## Assignment
All of the data that follows should be retyped exactly as it appears.

## Records supplied
// src/models/mod.rs

pub mod employee;
pub mod organization;

// Re-exports

pub use employee::{Employee, EmployeeId, EmployeeStatus, NewEmployee, OptionalField};
pub use organization::OrgColumns;
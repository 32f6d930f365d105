// src/store.rs

use serde::{Deserialize, Serialize};
use std::collections::{BTreeMap, HashMap};
use std::sync::{RwLock, RwLockReadGuard, RwLockWriteGuard};
use thiserror::Error;
use tracing::{debug, warn};

use crate::models::{Employee, EmployeeId, NewEmployee};
use crate::snapshot::{SnapshotError, SnapshotFile};

#[derive(Debug, Error)]
pub enum StoreError {
    #[error("snapshot error: {0}")]
    Snapshot(#[from] SnapshotError),
}

/// Хранилище записей, разбитое по организациям.
///
/// Синхронизацию обеспечивает реализация; сканирование возвращает копию,
/// поэтому параллельные вставки в неё могут и не попасть.
pub trait RecordStore: Send + Sync {
    /// Вставить запись; `id` назначается внутри организации
    fn insert(&self, org_id: &str, record: NewEmployee) -> Result<Employee, StoreError>;

    /// Вставить пачку записей одной операцией
    fn insert_many(
        &self,
        org_id: &str,
        records: Vec<NewEmployee>,
    ) -> Result<Vec<Employee>, StoreError>;

    /// Все записи организации, удовлетворяющие предикату, по возрастанию `id`
    fn scan(
        &self,
        org_id: &str,
        predicate: &dyn Fn(&Employee) -> bool,
    ) -> Result<Vec<Employee>, StoreError>;

    fn all_for_org(&self, org_id: &str) -> Result<Vec<Employee>, StoreError> {
        self.scan(org_id, &|_| true)
    }

    fn is_empty(&self) -> Result<bool, StoreError>;
}

/// Записи одной организации и счётчик идентификаторов
#[derive(Serialize, Deserialize, Debug, Default, Clone)]
struct OrgRecords {
    next_id: u64,
    records: BTreeMap<EmployeeId, Employee>,
}

impl OrgRecords {
    fn push(&mut self, org_id: &str, record: NewEmployee) -> Employee {
        self.next_id += 1;
        let employee = record.into_employee(EmployeeId(self.next_id), org_id);
        self.records.insert(employee.id, employee.clone());
        employee
    }

    /// Вернуть состояние на момент, когда счётчик был равен `next_id`
    fn truncate(&mut self, next_id: u64) {
        self.records.split_off(&EmployeeId(next_id + 1));
        self.next_id = next_id;
    }
}

type Tenants = HashMap<String, OrgRecords>;

/// Хранилище в памяти с необязательным зашифрованным снимком на диске
pub struct MemoryStore {
    tenants: RwLock<Tenants>,
    snapshot: Option<SnapshotFile>,
}

impl Default for MemoryStore {
    fn default() -> Self {
        Self::new()
    }
}

impl MemoryStore {
    pub fn new() -> Self {
        Self {
            tenants: RwLock::new(HashMap::new()),
            snapshot: None,
        }
    }

    /// Открыть хранилище поверх снимка; состояние читается сразу
    pub fn with_snapshot(snapshot: SnapshotFile) -> Result<Self, StoreError> {
        let tenants: Tenants = snapshot.load()?.unwrap_or_default();
        debug!(
            path = %snapshot.path().display(),
            organizations = tenants.len(),
            "snapshot loaded"
        );
        Ok(Self {
            tenants: RwLock::new(tenants),
            snapshot: Some(snapshot),
        })
    }

    fn read(&self) -> RwLockReadGuard<'_, Tenants> {
        match self.tenants.read() {
            Ok(guard) => guard,
            Err(poisoned) => poisoned.into_inner(),
        }
    }

    fn write(&self) -> RwLockWriteGuard<'_, Tenants> {
        match self.tenants.write() {
            Ok(guard) => guard,
            Err(poisoned) => poisoned.into_inner(),
        }
    }

    /// Сбросить состояние на диск под удерживаемой блокировкой записи
    fn persist(&self, tenants: &Tenants) -> Result<(), StoreError> {
        if let Some(snapshot) = &self.snapshot {
            snapshot.save(tenants)?;
        }
        Ok(())
    }

    /// Изменить записи организации и сохранить снимок.
    /// Если снимок не записался, изменение откатывается целиком.
    fn commit<T>(
        &self,
        org_id: &str,
        change: impl FnOnce(&mut OrgRecords) -> T,
    ) -> Result<T, StoreError> {
        let mut tenants = self.write();
        let previous_next_id = tenants.get(org_id).map(|org| org.next_id);
        let result = change(tenants.entry(org_id.to_string()).or_default());

        if let Err(e) = self.persist(&tenants) {
            match previous_next_id {
                Some(next_id) => {
                    if let Some(org) = tenants.get_mut(org_id) {
                        org.truncate(next_id);
                    }
                }
                None => {
                    tenants.remove(org_id);
                }
            }
            warn!(org = org_id, error = %e, "snapshot write failed, change rolled back");
            return Err(e);
        }
        Ok(result)
    }
}

impl RecordStore for MemoryStore {
    fn insert(&self, org_id: &str, record: NewEmployee) -> Result<Employee, StoreError> {
        self.commit(org_id, |org| org.push(org_id, record))
    }

    fn insert_many(
        &self,
        org_id: &str,
        records: Vec<NewEmployee>,
    ) -> Result<Vec<Employee>, StoreError> {
        self.commit(org_id, |org| {
            records
                .into_iter()
                .map(|record| org.push(org_id, record))
                .collect()
        })
    }

    fn scan(
        &self,
        org_id: &str,
        predicate: &dyn Fn(&Employee) -> bool,
    ) -> Result<Vec<Employee>, StoreError> {
        let tenants = self.read();
        Ok(tenants
            .get(org_id)
            .map(|org| {
                org.records
                    .values()
                    .filter(|employee| predicate(employee))
                    .cloned()
                    .collect()
            })
            .unwrap_or_default())
    }

    fn is_empty(&self) -> Result<bool, StoreError> {
        Ok(self.read().values().all(|org| org.records.is_empty()))
    }
}
// tests/integration/main.rs

mod employees;
mod events;
mod throttling;
mod transfer;

use axum::{
    body::{to_bytes, Body},
    http::{Request, Response},
    Router,
};
use std::sync::Arc;
use std::time::Duration;
use tower::ServiceExt;

use employee_directory::config::AppConfig;
use employee_directory::employee_service::EmployeeService;
use employee_directory::events::EventHub;
use employee_directory::projection::FieldProjector;
use employee_directory::rate_limit::AdmissionController;
use employee_directory::store::MemoryStore;
use employee_directory::web::{self, AppState};

/// Роутер с демо-данными и заданным лимитом запросов
pub fn test_router(max_requests: u32) -> Router {
    let config = AppConfig::default();
    let service = Arc::new(EmployeeService::new(
        Arc::new(MemoryStore::new()),
        FieldProjector::new(Arc::new(config.org_columns.clone())),
        Arc::new(EventHub::new()),
    ));
    service.seed_demo_data().unwrap();

    let limiter = Arc::new(AdmissionController::new(Duration::from_secs(60), max_requests));
    web::create_router(AppState::new(service, limiter).with_server_config(&config))
}

pub fn get(uri: &str, org: Option<&str>) -> Request<Body> {
    let mut builder = Request::builder().uri(uri);
    if let Some(org) = org {
        builder = builder.header("X-Org-Id", org);
    }
    builder.body(Body::empty()).unwrap()
}

pub fn post_json(uri: &str, org: &str, payload: serde_json::Value) -> Request<Body> {
    Request::builder()
        .method("POST")
        .uri(uri)
        .header("X-Org-Id", org)
        .header("Content-Type", "application/json")
        .body(Body::from(payload.to_string()))
        .unwrap()
}

pub async fn send(router: &Router, request: Request<Body>) -> Response<Body> {
    router.clone().oneshot(request).await.unwrap()
}

pub async fn body_bytes(response: Response<Body>) -> Vec<u8> {
    to_bytes(response.into_body(), usize::MAX).await.unwrap().to_vec()
}

pub async fn body_json(response: Response<Body>) -> serde_json::Value {
    serde_json::from_slice(&body_bytes(response).await).unwrap()
}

## Written answer
// src/models/mod.rs

pub mod employee;
pub mod organization;

// Re-exports

pub use employee::{Employee, EmployeeId, EmployeeStatus, NewEmployee, OptionalField};
pub use organization::OrgColumns;
repository 32f6d930f365d105
// src/store.rs

use serde::{Deserialize, Serialize};
use std::collections::{BTreeMap, HashMap};
use std::sync::{RwLock, RwLockReadGuard, RwLockWriteGuard};
use thiserror::Error;
use tracing::{debug, warn};

use crate::models::{Employee, EmployeeId, NewEmployee};
use crate::snapshot::{SnapshotError, SnapshotFile};

#[derive(Debug, Error)]
pub enum StoreError {
    #[error("snapshot error: {0}")]
    Snapshot(#[from] SnapshotError),
}

/// Хранилище записей, разбитое по организациям.
///
/// Синхронизацию обеспечивает реализация; сканирование возвращает копию,
/// поэтому параллельные вставки в неё могут и не попасть.
pub trait RecordStore: Send + Sync {
    /// Вставить запись; `id` назначается внутри организации
    fn insert(&self, org_id: &str, record: NewEmployee) -> Result<Employee, StoreError>;

    /// Вставить пачку записей одной операцией
    fn insert_many(
        &self,
        org_id: &str,
        records: Vec<NewEmployee>,
    ) -> Result<Vec<Employee>, StoreError>;

    /// Все записи организации, удовлетворяющие предикату, по возрастанию `id`
    fn scan(
        &self,
        org_id: &str,
        predicate: &dyn Fn(&Employee) -> bool,
    ) -> Result<Vec<Employee>, StoreError>;

    fn all_for_org(&self, org_id: &str) -> Result<Vec<Employee>, StoreError> {
        self.scan(org_id, &|_| true)
    }

    fn is_empty(&self) -> Result<bool, StoreError>;
}

/// Записи одной организации и счётчик идентификаторов
#[derive(Serialize, Deserialize, Debug, Default, Clone)]
struct OrgRecords {
    next_id: u64,
    records: BTreeMap<EmployeeId, Employee>,
}

impl OrgRecords {
    fn push(&mut self, org_id: &str, record: NewEmployee) -> Employee {
        self.next_id += 1;
        let employee = record.into_employee(EmployeeId(self.next_id), org_id);
        self.records.insert(employee.id, employee.clone());
        employee
    }

    /// Вернуть состояние на момент, когда счётчик был равен `next_id`
    fn truncate(&mut self, next_id: u64) {
        self.records.split_off(&EmployeeId(next_id + 1));
        self.next_id = next_id;
    }
}

type Tenants = HashMap<String, OrgRecords>;

/// Хранилище в памяти с необязательным зашифрованным снимком на диске
pub struct MemoryStore {
    tenants: RwLock<Tenants>,
    snapshot: Option<SnapshotFile>,
}

impl Default for MemoryStore {
    fn default() -> Self {
        Self::new()
    }
}

impl MemoryStore {
    pub fn new() -> Self {
        Self {
            tenants: RwLock::new(HashMap::new()),
            snapshot: None,
        }
    }

    /// Открыть хранилище поверх снимка; состояние читается сразу
    pub fn with_snapshot(snapshot: SnapshotFile) -> Result<Self, StoreError> {
        let tenants: Tenants = snapshot.load()?.unwrap_or_default();
        debug!(
            path = %snapshot.path().display(),
            organizations = tenants.len(),
            "snapshot loaded"
        );
        Ok(Self {
            tenants: RwLock::new(tenants),
            snapshot: Some(snapshot),
        })
    }

    fn read(&self) -> RwLockReadGuard<'_, Tenants> {
        match self.tenants.read() {
            Ok(guard) => guard,
            Err(poisoned) => poisoned.into_inner(),
        }
    }

    fn write(&self) -> RwLockWriteGuard<'_, Tenants> {
        match self.tenants.write() {
            Ok(guard) => guard,
            Err(poisoned) => poisoned.into_inner(),
        }
    }

    /// Сбросить состояние на диск под удерживаемой блокировкой записи
    fn persist(&self, tenants: &Tenants) -> Result<(), StoreError> {
        if let Some(snapshot) = &self.snapshot {
            snapshot.save(tenants)?;
        }
        Ok(())
    }

    /// Изменить записи организации и сохранить снимок.
    /// Если снимок не записался, изменение откатывается целиком.
    fn commit<T>(
        &self,
        org_id: &str,
        change: impl FnOnce(&mut OrgRecords) -> T,
    ) -> Result<T, StoreError> {
        let mut tenants = self.write();
        let previous_next_id = tenants.get(org_id).map(|org| org.next_id);
        let result = change(tenants.entry(org_id.to_string()).or_default());

        if let Err(e) = self.persist(&tenants) {
            match previous_next_id {
                Some(next_id) => {
                    if let Some(org) = tenants.get_mut(org_id) {
                        org.truncate(next_id);
                    }
                }
                None => {
                    tenants.remove(org_id);
                }
            }
            warn!(org = org_id, error = %e, "snapshot write failed, change rolled back");
            return Err(e);
        }
        Ok(result)
    }
}

impl RecordStore for MemoryStore {
    fn insert(&self, org_id: &str, record: NewEmployee) -> Result<Employee, StoreError> {
        self.commit(org_id, |org| org.push(org_id, record))
    }

    fn insert_many(
        &self,
        org_id: &str,
        records: Vec<NewEmployee>,
    ) -> Result<Vec<Employee>, StoreError> {
        self.commit(org_id, |org| {
            records
                .into_iter()
                .map(|record| org.push(org_id, record))
                .collect()
        })
    }

    fn scan(
        &self,
        org_id: &str,
        predicate: &dyn Fn(&Employee) -> bool,
    ) -> Result<Vec<Employee>, StoreError> {
        let tenants = self.read();
        Ok(tenants
            .get(org_id)
            .map(|org| {
                org.records
                    .values()
                    .filter(|employee| predicate(employee))
                    .cloned()
                    .collect()
            })
            .unwrap_or_default())
    }

    fn is_empty(&self) -> Result<bool, StoreError> {
        Ok(self.read().values().all(|org| org.records.is_empty()))
    }
}
// tests/integration/main.rs

mod employees;
mod events;
mod throttling;
mod transfer;

use axum::{
    body::{to_bytes, Body},
    http::{Request, Response},
    Router,
};
use std::sync::Arc;
use std::time::Duration;
use tower::ServiceExt;

use employee_directory::config::AppConfig;
use employee_directory::employee_service::EmployeeService;
use employee_directory::events::EventHub;
use employee_directory::projection::FieldProjector;
use employee_directory::rate_limit::AdmissionController;
use employee_directory::store::MemoryStore;
use employee_directory::web::{self, AppState};

/// Роутер с демо-данными и заданным лимитом запросов
pub fn test_router(max_requests: u32) -> Router {
    let config = AppConfig::default();
    let service = Arc::new(EmployeeService::new(
        Arc::new(MemoryStore::new()),
        FieldProjector::new(Arc::new(config.org_columns.clone())),
        Arc::new(EventHub::new()),
    ));
    service.seed_demo_data().unwrap();

    let limiter = Arc::new(AdmissionController::new(Duration::from_secs(60), max_requests));
    web::create_router(AppState::new(service, limiter).with_server_config(&config))
}

pub fn get(uri: &str, org: Option<&str>) -> Request<Body> {
    let mut builder = Request::builder().uri(uri);
    if let Some(org) = org {
        builder = builder.header("X-Org-Id", org);
    }
    builder.body(Body::empty()).unwrap()
}

pub fn post_json(uri: &str, org: &str, payload: serde_json::Value) -> Request<Body> {
    Request::builder()
        .method("POST")
        .uri(uri)
        .header("X-Org-Id", org)
        .header("Content-Type", "application/json")
        .body(Body::from(payload.to_string()))
        .unwrap()
}

pub async fn send(router: &Router, request: Request<Body>) -> Response<Body> {
    router.clone().oneshot(request).await.unwrap()
}

pub async fn body_bytes(response: Response<Body>) -> Vec<u8> {
    to_bytes(response.into_body(), usize::MAX).await.unwrap().to_vec()
}

pub async fn body_json(response: Response<Body>) -> serde_json::Value {
    serde_json::from_slice(&body_bytes(response).await).unwrap()
}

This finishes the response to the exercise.